Most troublingly, like many an over-exuberant liberal foreign-policy thinker before him, Mr. Obama seems mystically convinced of the world-transforming power of simple Yankee good will. After his first visit to Iraq, he writes, he was most impressed by American rebuilding efforts and how they exemplified “that unique quality of American optimism that everywhere was on display—the absence of cynicism despite the danger, sacrifice, and seemingly interminable setbacks, the insistence that at the end of the day our actions would result in a better life for a nation of people we barely knew.”
Ever the pragmatist, Mr. Obama shares another perspective on the Iraqi debacle: One of his staffers on the same junket spoke with a major who tersely offered a one-word plan for improving conditions on the ground: “Leave.” Mr. Obama concludes that, try as he might, “I cannot honestly say that I am optimistic about Iraq’s short-term prospects.”

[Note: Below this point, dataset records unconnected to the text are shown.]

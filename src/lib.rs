//! Anonymous Active Directory account enumeration over LDAP ping.

pub mod candidates;
pub mod cli;
pub mod discover;
pub mod namegen;
pub mod pipeline;
pub mod rootdse;
pub mod select;
pub mod session;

But American optimism—or the temporary lack thereof—is woefully beside the point at this stage of the Iraq occupation. What we need is a concrete plan to stop the hemorrhaging. Sadly, Mr. Bush’s Iraq adventure is a tragedy ill-suited to Mr. Obama’s analytic scheme: all audacity, no hope. Though his book confidently recaptures many fields of moral argument for principled liberals—a stirring spectacle in itself, and well worth the price of admission—in the most urgent realm of debate, it leaves the main arguments scarcely begun.
Chris Lehmann is an editor at CQ Weekly and the author of Revolt of the Masscult (Prickly Paradigm).